Since then the species has declined to the point that it may soon be listed by the U.S. Fish and Wildlife Service as Threatened, under the Endangered Species Act of 1973. Modern interpretations of the expedition’s sage grouse field notes provide insights into the bird’s vulnerability to changing habitats, and give clues to current management requirements necessary to arrest its decline.

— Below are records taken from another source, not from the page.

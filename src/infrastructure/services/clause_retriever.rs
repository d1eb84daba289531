//! Evidence retrieval with a threshold-and-fallback selection policy

use std::sync::Arc;

use serde::Deserialize;
use tracing::{debug, info};

use crate::domain::{DomainError, EmbeddingProvider, EmbeddingRequest, ScoredClause};
use crate::infrastructure::index::{Neighbor, SimilarityIndex};
use crate::infrastructure::observability::record_retrieval_fallback;

/// Selection policy applied to the ranked neighbours
#[derive(Debug, Clone, Copy, PartialEq, Deserialize)]
pub struct RetrievalPolicy {
    #[serde(default = "default_top_k")]
    pub top_k: usize,
    #[serde(default = "default_min_similarity")]
    pub min_similarity: f32,
    #[serde(default = "default_min_excerpt_chars")]
    pub min_excerpt_chars: usize,
}

fn default_top_k() -> usize {
    6
}

fn default_min_similarity() -> f32 {
    0.25
}

fn default_min_excerpt_chars() -> usize {
    11
}

impl Default for RetrievalPolicy {
    fn default() -> Self {
        Self {
            top_k: default_top_k(),
            min_similarity: default_min_similarity(),
            min_excerpt_chars: default_min_excerpt_chars(),
        }
    }
}

impl RetrievalPolicy {
    /// Pick the evidence from neighbours ranked by descending score.
    ///
    /// Returns the selection and whether the fallback path was taken.
    pub fn select(&self, ranked: &[Neighbor<'_>]) -> (Vec<ScoredClause>, bool) {
        let primary: Vec<ScoredClause> = ranked
            .iter()
            .filter(|n| n.score >= self.min_similarity)
            .take(self.top_k)
            .filter(|n| n.fragment.text.trim().chars().count() >= self.min_excerpt_chars)
            .map(to_clause)
            .collect();

        if !primary.is_empty() || ranked.is_empty() {
            return (primary, false);
        }

        let fallback = ranked.iter().take(self.top_k).map(to_clause).collect();
        (fallback, true)
    }
}

fn to_clause(neighbor: &Neighbor<'_>) -> ScoredClause {
    ScoredClause::from_fragment(neighbor.fragment, neighbor.score)
}

/// Embeds a query and selects supporting clauses from the index
#[derive(Debug, Clone)]
pub struct ClauseRetriever {
    embedder: Arc<dyn EmbeddingProvider>,
    model: String,
    dimensions: Option<usize>,
    index: SimilarityIndex,
    policy: RetrievalPolicy,
}

impl ClauseRetriever {
    pub fn new(
        embedder: Arc<dyn EmbeddingProvider>,
        model: impl Into<String>,
        index: SimilarityIndex,
    ) -> Self {
        Self {
            embedder,
            model: model.into(),
            dimensions: None,
            index,
            policy: RetrievalPolicy::default(),
        }
    }

    pub fn with_dimensions(mut self, dimensions: Option<usize>) -> Self {
        self.dimensions = dimensions;
        self
    }

    pub fn with_policy(mut self, policy: RetrievalPolicy) -> Self {
        self.policy = policy;
        self
    }

    pub fn index(&self) -> &SimilarityIndex {
        &self.index
    }

    /// Retrieve up to `top_k` clauses for `query`.
    ///
    /// Embedding failures and query vectors that do not match the corpus
    /// dimensionality propagate; an empty index yields no clauses.
    pub async fn retrieve(&self, query: &str) -> Result<Vec<ScoredClause>, DomainError> {
        if self.index.is_empty() {
            debug!("Similarity index is empty, no evidence retrieved");
            return Ok(Vec::new());
        }

        let mut request = EmbeddingRequest::single(&self.model, query);
        if let Some(dimensions) = self.dimensions {
            request = request.with_dimensions(dimensions);
        }

        let vector = self
            .embedder
            .embed(request)
            .await?
            .into_first_vector()
            .ok_or_else(|| {
                DomainError::provider(
                    self.embedder.provider_name(),
                    "Embedding response contained no vectors",
                )
            })?;

        if let Some(expected) = self.index.dimensions() {
            if vector.len() != expected {
                return Err(DomainError::configuration(format!(
                    "Embedding model '{}' returned {} dimensions, corpus has {}",
                    self.model,
                    vector.len(),
                    expected
                )));
            }
        }

        let ranked = self.index.nearest(&vector);
        let (clauses, used_fallback) = self.policy.select(&ranked);

        if used_fallback {
            info!(
                min_similarity = self.policy.min_similarity,
                returned = clauses.len(),
                "No clause passed the similarity threshold, using top-ranked fragments"
            );
            record_retrieval_fallback();
        }

        debug!(
            clauses = clauses.len(),
            best_score = clauses.first().map(|c| c.score),
            "Clauses retrieved"
        );

        Ok(clauses)
    }
}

The journals record sage grouse encounters from the mouth of the Marias River, up the Missouri to Camp Fortunate, along the trail to Lemhi Pass, along the Salmon River, down the Clearwater River, then to the confluence of the Walla Walla River with the Columbia. Lewis and Clark documented sage grouse abundance and distribution: “The Heath Cock or cock of the Plains is found in the Plains of Columbia and are in great abundance from the enterance of Lewis’s river to the mountains which pass the Columbia between the Great falls and Rapids of that river.” Thus we have a historic account of sage grouse range and abundance, both substantially diminished today. At the confluence of the Snake and Columbia Rivers on 17 October 1805, Clark killed “a Fowl of the Pheasent kind as large as a turkey. The length from his beeck to the end of its tail 2 feet 6-3/4 Inches, from the extremity of its wings across 3 feet and 6 Inches. the tail feathers 13 Inches long, feeds on grass hoppers, and the seed of wild Isoop,” which is now called sagebrush.[2]“Issop”—by which Clark meant hyssop (HISS-up)—is the Biblical name for an aromatic plant used in Hebrew rites of purification; today it refers to a woody Eurasian plant (Hyssopus … Continue reading
Sagebrush: Shelter and Food
Of the twelve species of the genus Artemisia listed in the USDA PLANTS Database, nine are still found in states through which the Lewis and Clark Trail passes. The abbreviation Nutt. following the name stands for Thomas Nuttall, the botanist who first described the big sagebrush, and gave it is scientific name. The genus, pronounced ar-te MEE-zee-uh, is named after Artemis, the Ancient Greek goddess of wilderness; the species, pronounced try-den-TAH-tah, refers to its three-lobed gray-green leaves.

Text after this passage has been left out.